*Exercise inputs*.
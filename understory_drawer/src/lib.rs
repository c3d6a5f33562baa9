// Copyright 2025 the Understory Authors
// SPDX-License-Identifier: Apache-2.0 OR MIT

// After you edit the crate's doc comment, run this command, then check README.md for any missing links
// cargo rdme --workspace-project=understory_drawer --heading-base-level=0

//! Understory Drawer: a headless gesture and snap point engine for drawers.
//!
//! A drawer is a panel that slides in from one edge of the viewport (a bottom
//! sheet, a side panel). The user drags it with a finger or mouse; on release
//! it either settles at a resting position or closes. Optionally it rests at
//! several configured [snap points](SnapPoint), fades a backdrop, and scales
//! the page behind it.
//!
//! This crate decides *where the panel goes*. It never touches a DOM:
//!
//! - Hosts implement [`DrawerHost`] to answer layout queries (panel rect,
//!   computed transform, viewport size) and to receive [`StyleUpdate`]s.
//! - Pointer events arrive as [`PointerInput`] values carrying the hit path,
//!   already annotated with the facts the drag gate needs.
//! - Time is plain `u64` milliseconds supplied by the host. Deferred work is
//!   queued internally; hosts call [`Drawer::tick`] once
//!   [`Drawer::next_deadline`] has passed.
//! - Notifications are queued as [`DrawerEvent`]s and drained with
//!   [`Drawer::drain_events`].
//!
//! Drawers on one page share a [`DrawerEnvironment`] that owns the page-wide
//! [`ViewportLock`](understory_scroll_lock::ViewportLock) and the registry of
//! open drawers.
//!
//! ## Minimal example
//!
//! ```rust
//! use kurbo::{Point, Rect, Size, Vec2};
//! use understory_drawer::{
//!     Drawer, DrawerConfig, DrawerEnvironment, DrawerEvent, DrawerHost, PointerInput,
//!     ReleaseOutcome, StyleSnapshot, StyleTarget, StyleUpdate, Transform,
//! };
//! use understory_scroll_lock::{BodyPosition, PageHost, Platform};
//!
//! struct Page {
//!     platform: Platform,
//!     body: BodyPosition,
//!     panel: Transform,
//! }
//!
//! impl PageHost for Page {
//!     fn platform(&self) -> &Platform { &self.platform }
//!     fn body_position(&self) -> BodyPosition { self.body.clone() }
//!     fn set_body_position(&mut self, p: &BodyPosition) { self.body = p.clone(); }
//!     fn scroll_offset(&self) -> Vec2 { Vec2::ZERO }
//!     fn scroll_to(&mut self, _offset: Vec2) {}
//!     fn inner_height(&self) -> f64 { 800.0 }
//!     fn scrollbar_width(&self) -> f64 { 0.0 }
//!     fn location(&self) -> &str { "https://example.test/" }
//! }
//!
//! impl DrawerHost for Page {
//!     fn panel_rect(&self) -> Option<Rect> { Some(Rect::new(0.0, 400.0, 390.0, 800.0)) }
//!     fn panel_transform(&self) -> Option<String> { Some(self.panel.to_matrix()) }
//!     fn viewport_size(&self) -> Size { Size::new(390.0, 800.0) }
//!     fn style_snapshot(&self, _target: StyleTarget) -> StyleSnapshot { StyleSnapshot::default() }
//!     fn restore_style(&mut self, _target: StyleTarget, _snapshot: &StyleSnapshot) {}
//!     fn apply_style(&mut self, target: StyleTarget, update: &StyleUpdate) {
//!         if let (StyleTarget::Panel, Some(transform)) = (target, update.transform) {
//!             self.panel = transform;
//!         }
//!     }
//! }
//!
//! let mut page = Page {
//!     platform: Platform::new("Mozilla/5.0 (X11; Linux x86_64) Firefox/128.0", "Linux"),
//!     body: BodyPosition::default(),
//!     panel: Transform::Identity,
//! };
//! let env = DrawerEnvironment::shared();
//! let mut drawer = Drawer::new(DrawerConfig::default(), env, &page);
//! drawer.set_open(true, 0, &mut page);
//!
//! // A quick downward swipe closes a bottom sheet.
//! drawer.content_pointer_down(&PointerInput::new(Point::new(100.0, 500.0), 1_000), &mut page);
//! drawer.content_pointer_move(&PointerInput::new(Point::new(100.0, 700.0), 1_100), &mut page);
//! let outcome =
//!     drawer.content_pointer_up(&PointerInput::new(Point::new(100.0, 700.0), 1_150), &mut page);
//!
//! assert_eq!(outcome, ReleaseOutcome::Closed);
//! assert!(!drawer.is_open());
//! assert!(drawer.drain_events().contains(&DrawerEvent::OpenChanged(false)));
//!
//! // The panel stays mounted until the close transition finishes.
//! assert!(drawer.is_visible());
//! drawer.tick(1_650, &mut page);
//! assert!(!drawer.is_visible());
//! ```
//!
//! This crate is `no_std` and uses `alloc`.

#![no_std]

extern crate alloc;

mod attrs;
mod config;
mod direction;
mod drawer;
mod event;
mod geometry;
mod gesture;
mod handle;
mod host;
mod keyboard;
mod pointer;
mod registry;
mod scale;
mod snap;
mod style;

pub use attrs::Attributes;
pub use config::{
    DEFAULT_CLOSE_THRESHOLD, DEFAULT_SCROLL_LOCK_TIMEOUT_MS, DEFAULT_VELOCITY_THRESHOLD,
    DrawerConfig,
};
pub use direction::DrawerDirection;
pub use drawer::{
    Drawer, DrawerTimer, FRAME_MS, NESTED_DISPLACEMENT, NON_MODAL_UNLOCK_MS,
    OPEN_DRAG_SUPPRESSION_MS, RELEASE_GUARD_MS, RELEASE_GUARD_VELOCITY, TOOLBAR_CHECK_MS,
};
pub use event::{DrawerEvent, OutsideInteraction, ReleaseOutcome};
pub use geometry::{damp, parse_translate};
pub use gesture::{GesturePhase, PressRecord, SwipeGate};
pub use handle::{DOUBLE_TAP_MS, DrawerHandle, HandleTimer, LONG_HANDLE_PRESS_MS};
pub use host::DrawerHost;
pub use keyboard::{KEYBOARD_TOGGLE_DELTA, KeyboardReflow, PanelResize, ReflowOptions, ViewportMetrics};
pub use pointer::{PointerInput, PointerType, TargetNode, TargetPath};
pub use registry::{DrawerEnvironment, DrawerId, DrawerRegistry, SharedEnvironment};
pub use scale::{BORDER_RADIUS, BackgroundScale, SCALE_INSET, WINDOW_TOP_OFFSET, base_scale};
pub use snap::{
    FAST_RELEASE_VELOCITY, FLICK_MAX_DISTANCE_FRACTION, ReleaseInput, SnapPoint,
    SnapPointParseError, SnapPoints, SnapRelease, SnapTarget, compute_offsets,
};
pub use style::{
    Background, StyleSnapshot, StyleTarget, StyleUpdate, TRANSITION_DURATION_MS,
    TRANSITION_EASE, Transform, TransformOrigin, Transition,
};
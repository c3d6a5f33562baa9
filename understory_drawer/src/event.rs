// Copyright 2025 the Understory Authors
// SPDX-License-Identifier: Apache-2.0 OR MIT

//! Notifications a drawer queues for its host.

use kurbo::Size;

use crate::snap::SnapPoint;

/// Something the host may want to react to.
///
/// Events are queued on the drawer and drained with
/// [`Drawer::drain_events`](crate::Drawer::drain_events).
#[derive(Clone, Copy, Debug, PartialEq)]
pub enum DrawerEvent {
    /// The open state changed.
    OpenChanged(bool),
    /// A different snap point became active.
    ActiveSnapPointChanged(Option<SnapPoint>),
    /// The viewport was resized and offsets recomputed.
    ViewportResized(Size),
    /// The panel moved under the pointer; `percentage` is 0 fully shown,
    /// 1 fully dismissed. Parents use it to track nested drags.
    Drag {
        /// Drag progress toward closed.
        percentage: f64,
    },
    /// A drag ended.
    Release {
        /// Whether the drawer stays open.
        open: bool,
    },
    /// The drawer started closing.
    Close,
    /// An open or close transition finished.
    AnimationEnd {
        /// Open state the transition ended in.
        open: bool,
    },
}

/// What a pointer release did.
#[derive(Clone, Copy, Debug, PartialEq, Eq)]
pub enum ReleaseOutcome {
    /// No drag was in progress, or the release was vetoed.
    Ignored,
    /// The panel returned to its rest position.
    Reset,
    /// The drawer closed.
    Closed,
    /// The panel snapped to the snap point at this index.
    Snapped(usize),
}

/// Answer to an interaction outside the panel.
#[derive(Clone, Copy, Debug, PartialEq, Eq)]
pub enum OutsideInteraction {
    /// Suppress the dialog's default dismissal.
    PreventDefault,
    /// Let the dialog dismiss the drawer.
    Dismiss,
}
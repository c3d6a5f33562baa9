// Copyright 2025 the Understory Authors
// SPDX-License-Identifier: Apache-2.0 OR MIT

//! Snap points: resting positions, the offset table, and release targets.
//!
//! [`SnapPoints`] is pure state. It answers "where is the panel allowed to
//! rest", "how far has the backdrop faded", and "where should a release
//! land"; the controller turns those answers into style updates.

use alloc::string::String;
use alloc::vec::Vec;
use core::fmt;
use core::str::FromStr;

use kurbo::Size;

use crate::direction::DrawerDirection;

/// Velocity above which a release jumps straight to the first or last snap
/// point, ignoring neighbors.
pub const FAST_RELEASE_VELOCITY: f64 = 2.0;

/// Fraction of the viewport extent below which a fast release counts as a
/// flick and steps one snap point.
pub const FLICK_MAX_DISTANCE_FRACTION: f64 = 0.4;

/// A configured resting position of the panel.
#[derive(Clone, Copy, Debug, PartialEq)]
pub enum SnapPoint {
    /// Fraction of the container extent along the drag axis.
    Fraction(f64),
    /// Absolute visible extent in pixels.
    Pixels(i32),
}

impl fmt::Display for SnapPoint {
    fn fmt(&self, f: &mut fmt::Formatter<'_>) -> fmt::Result {
        match self {
            Self::Fraction(v) => write!(f, "{v}"),
            Self::Pixels(v) => write!(f, "{v}px"),
        }
    }
}

/// Error returned when text is neither `"<int>px"` nor a number.
#[derive(Clone, Debug, PartialEq, Eq)]
pub struct SnapPointParseError {
    /// The rejected input.
    pub input: String,
}

impl fmt::Display for SnapPointParseError {
    fn fmt(&self, f: &mut fmt::Formatter<'_>) -> fmt::Result {
        write!(
            f,
            "invalid snap point {:?}: expected a fraction or \"<int>px\"",
            self.input
        )
    }
}

impl core::error::Error for SnapPointParseError {}

impl FromStr for SnapPoint {
    type Err = SnapPointParseError;

    fn from_str(s: &str) -> Result<Self, Self::Err> {
        let text = s.trim();
        let err = || SnapPointParseError { input: s.into() };
        if let Some(px) = text.strip_suffix("px") {
            return px.trim().parse().map(Self::Pixels).map_err(|_| err());
        }
        match text.parse::<f64>() {
            Ok(v) if v.is_finite() => Ok(Self::Fraction(v)),
            _ => Err(err()),
        }
    }
}

/// Converts snap points into translate offsets for `direction` inside a
/// container of `container` size.
///
/// Offsets run from the most closed point to the most open one when the
/// snap points are sorted by visible extent.
#[must_use]
pub fn compute_offsets(
    points: &[SnapPoint],
    direction: DrawerDirection,
    container: Size,
) -> Vec<f64> {
    let container_extent = direction.axis_extent(container);
    points
        .iter()
        .map(|point| {
            let extent = match *point {
                SnapPoint::Pixels(px) => f64::from(px),
                SnapPoint::Fraction(fraction) => fraction * container_extent,
            };
            direction.offset_for_extent(extent, container_extent)
        })
        .collect()
}

/// Result of snapping to a point.
#[derive(Clone, Copy, Debug, PartialEq)]
pub struct SnapTarget {
    /// Index of the snap point now active.
    pub index: usize,
    /// Panel translate for that snap point.
    pub offset: f64,
    /// Backdrop opacity at that snap point.
    pub overlay_opacity: f64,
    /// `true` if this is the most open snap point.
    pub is_last: bool,
}

/// What a release should do.
#[derive(Clone, Copy, Debug, PartialEq, Eq)]
pub enum SnapRelease {
    /// Dismiss the drawer.
    Close,
    /// Animate to the snap point at this index.
    SnapTo(usize),
}

/// Inputs to [`SnapPoints::release`].
#[derive(Clone, Copy, Debug, PartialEq)]
pub struct ReleaseInput {
    /// Dragged distance, positive toward open.
    pub dragged: f64,
    /// Pointer speed in pixels per millisecond.
    pub velocity: f64,
    /// Speed above which a short release counts as a flick.
    pub velocity_threshold: f64,
    /// Whether closing is allowed.
    pub dismissible: bool,
    /// Viewport extent along the drag axis.
    pub viewport_extent: f64,
}

/// Snap point list with its memoized offset table and the active point.
#[derive(Clone, Debug)]
pub struct SnapPoints {
    points: Vec<SnapPoint>,
    fade_from: Option<usize>,
    sequential: bool,
    direction: DrawerDirection,
    container: Size,
    offsets: Vec<f64>,
    active: Option<SnapPoint>,
}

impl SnapPoints {
    /// Creates the table for `points`.
    ///
    /// `fade_from` defaults to the last index when `None`.
    #[must_use]
    pub fn new(
        points: Vec<SnapPoint>,
        fade_from: Option<usize>,
        direction: DrawerDirection,
        container: Size,
    ) -> Self {
        let fade_from = fade_from.or_else(|| points.len().checked_sub(1));
        let offsets = compute_offsets(&points, direction, container);
        Self {
            points,
            fade_from,
            sequential: false,
            direction,
            container,
            offsets,
            active: None,
        }
    }

    /// Disables the fast-release jumps so releases only step or settle.
    #[must_use]
    pub fn with_sequential(mut self, sequential: bool) -> Self {
        self.sequential = sequential;
        self
    }

    /// Updates the container size, recomputing offsets if it changed.
    ///
    /// Returns `true` if the table was recomputed.
    pub fn set_container(&mut self, container: Size) -> bool {
        if self.container == container {
            return false;
        }
        self.container = container;
        self.offsets = compute_offsets(&self.points, self.direction, container);
        true
    }

    /// Updates the direction, recomputing offsets if it changed.
    pub fn set_direction(&mut self, direction: DrawerDirection) -> bool {
        if self.direction == direction {
            return false;
        }
        self.direction = direction;
        self.offsets = compute_offsets(&self.points, direction, self.container);
        true
    }

    /// Configured snap points.
    #[must_use]
    pub fn points(&self) -> &[SnapPoint] {
        &self.points
    }

    /// Offsets, parallel to [`points`](Self::points).
    #[must_use]
    pub fn offsets(&self) -> &[f64] {
        &self.offsets
    }

    /// `true` when no snap points are configured.
    #[must_use]
    pub fn is_empty(&self) -> bool {
        self.points.is_empty()
    }

    /// Index from which the backdrop is fully shown.
    #[must_use]
    pub fn fade_from(&self) -> Option<usize> {
        self.fade_from
    }

    /// Active snap point.
    #[must_use]
    pub fn active(&self) -> Option<SnapPoint> {
        self.active
    }

    /// Sets the active snap point. Returns `true` if it changed.
    pub fn set_active(&mut self, active: Option<SnapPoint>) -> bool {
        if self.active == active {
            return false;
        }
        self.active = active;
        true
    }

    /// Index of the active snap point, if it is one of the configured points.
    #[must_use]
    pub fn active_index(&self) -> Option<usize> {
        let active = self.active?;
        self.points.iter().position(|p| *p == active)
    }

    /// Offset of the active snap point.
    #[must_use]
    pub fn active_offset(&self) -> Option<f64> {
        self.offsets.get(self.active_index()?).copied()
    }

    /// `true` if the active snap point is the most open one.
    #[must_use]
    pub fn is_last_snap_point(&self) -> bool {
        self.active.is_some() && self.active == self.points.last().copied()
    }

    /// `true` if the backdrop follows the drag: no snap points, or the active
    /// point is the fade-from point.
    #[must_use]
    pub fn should_fade(&self) -> bool {
        if self.points.is_empty() {
            return true;
        }
        match (self.fade_from, self.active) {
            (Some(fade_from), Some(active)) => self.points.get(fade_from) == Some(&active),
            _ => false,
        }
    }

    /// `true` if the active point sits just before the fade-from point.
    #[must_use]
    pub fn is_overlay_snap_point(&self) -> bool {
        match self.fade_from {
            Some(fade_from) if fade_from > 0 => self.active_index() == Some(fade_from - 1),
            _ => false,
        }
    }

    /// Index whose offset equals `offset` exactly.
    #[must_use]
    pub fn index_of_offset(&self, offset: f64) -> Option<usize> {
        self.offsets.iter().position(|o| *o == offset)
    }

    /// Backdrop opacity when resting at `index`.
    #[must_use]
    pub fn overlay_opacity_at(&self, index: usize) -> f64 {
        let is_last = index + 1 == self.offsets.len();
        match self.fade_from {
            Some(fade_from) if !is_last && index < fade_from => 0.0,
            _ => 1.0,
        }
    }

    /// Makes the snap point at `index` active.
    pub fn snap_to_index(&mut self, index: usize) -> Option<SnapTarget> {
        let offset = *self.offsets.get(index)?;
        self.active = self.points.get(index).copied();
        Some(SnapTarget {
            index,
            offset,
            overlay_opacity: self.overlay_opacity_at(index),
            is_last: index + 1 == self.offsets.len(),
        })
    }

    /// Makes the snap point whose offset is `offset` active.
    pub fn snap_to_offset(&mut self, offset: f64) -> Option<SnapTarget> {
        let index = self.index_of_offset(offset)?;
        self.snap_to_index(index)
    }

    /// Backdrop fade progress while dragging from the active point.
    ///
    /// `0` means fully shown, `1` fully hidden. `None` means the snap points
    /// have no opinion and the caller should use the plain distance ratio.
    #[must_use]
    pub fn percentage_dragged(&self, abs_dragged: f64, toward_open: bool) -> Option<f64> {
        let index = self.active_index()?;
        let fade_from = self.fade_from?;
        let is_overlay = fade_from > 0 && index == fade_from - 1;

        if index >= fade_from && toward_open {
            return Some(0.0);
        }
        if is_overlay && !toward_open {
            return Some(1.0);
        }
        if !self.should_fade() && !is_overlay {
            return None;
        }

        let (low, high) = if is_overlay {
            (index, index + 1)
        } else {
            (index.checked_sub(1)?, index)
        };
        let span = (self.offsets.get(high)? - self.offsets.get(low)?).abs();
        if span == 0.0 {
            return None;
        }
        let fraction = abs_dragged / span;
        Some(if is_overlay { 1.0 - fraction } else { fraction })
    }

    /// Translate for the panel while dragging `dragged` (positive toward
    /// open) from the active point.
    ///
    /// `None` if nothing is active or the move would pass the most open
    /// snap point.
    #[must_use]
    pub fn drag_offset(&self, dragged: f64) -> Option<f64> {
        let active = self.active_offset()?;
        let candidate = active - self.direction.close_sign() * dragged;
        let last = *self.offsets.last()?;
        (!self.direction.is_beyond_open(candidate, last)).then_some(candidate)
    }

    fn closest_index(&self, position: f64) -> Option<usize> {
        let mut best: Option<(usize, f64)> = None;
        for (i, offset) in self.offsets.iter().enumerate() {
            let distance = (offset - position).abs();
            if best.is_none_or(|(_, d)| distance < d) {
                best = Some((i, distance));
            }
        }
        best.map(|(i, _)| i)
    }

    /// Decides where a release lands.
    ///
    /// Returns `None` when there are no snap points.
    #[must_use]
    pub fn release(&self, input: &ReleaseInput) -> Option<SnapRelease> {
        self.fade_from?;
        let last = self.offsets.len().checked_sub(1)?;
        let toward_open = input.dragged > 0.0;

        if !self.sequential && input.velocity > FAST_RELEASE_VELOCITY {
            return Some(if toward_open {
                SnapRelease::SnapTo(last)
            } else if input.dismissible {
                SnapRelease::Close
            } else {
                SnapRelease::SnapTo(0)
            });
        }

        let position =
            self.active_offset().unwrap_or(0.0) - self.direction.close_sign() * input.dragged;
        let closest = self.closest_index(position)?;

        let is_flick = input.velocity > input.velocity_threshold
            && input.dragged.abs() < input.viewport_extent * FLICK_MAX_DISTANCE_FRACTION;
        if !is_flick {
            return Some(SnapRelease::SnapTo(closest));
        }
        let Some(index) = self.active_index() else {
            return Some(SnapRelease::SnapTo(closest));
        };
        Some(if toward_open {
            SnapRelease::SnapTo((index + 1).min(last))
        } else if index == 0 {
            if input.dismissible {
                SnapRelease::Close
            } else {
                SnapRelease::SnapTo(0)
            }
        } else {
            SnapRelease::SnapTo(index - 1)
        })
    }
}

*Required work*.
From the listing above, give the number of lines in which the word "DrawerEnvironment" occurs, and nothing else.

*Answer section*.
4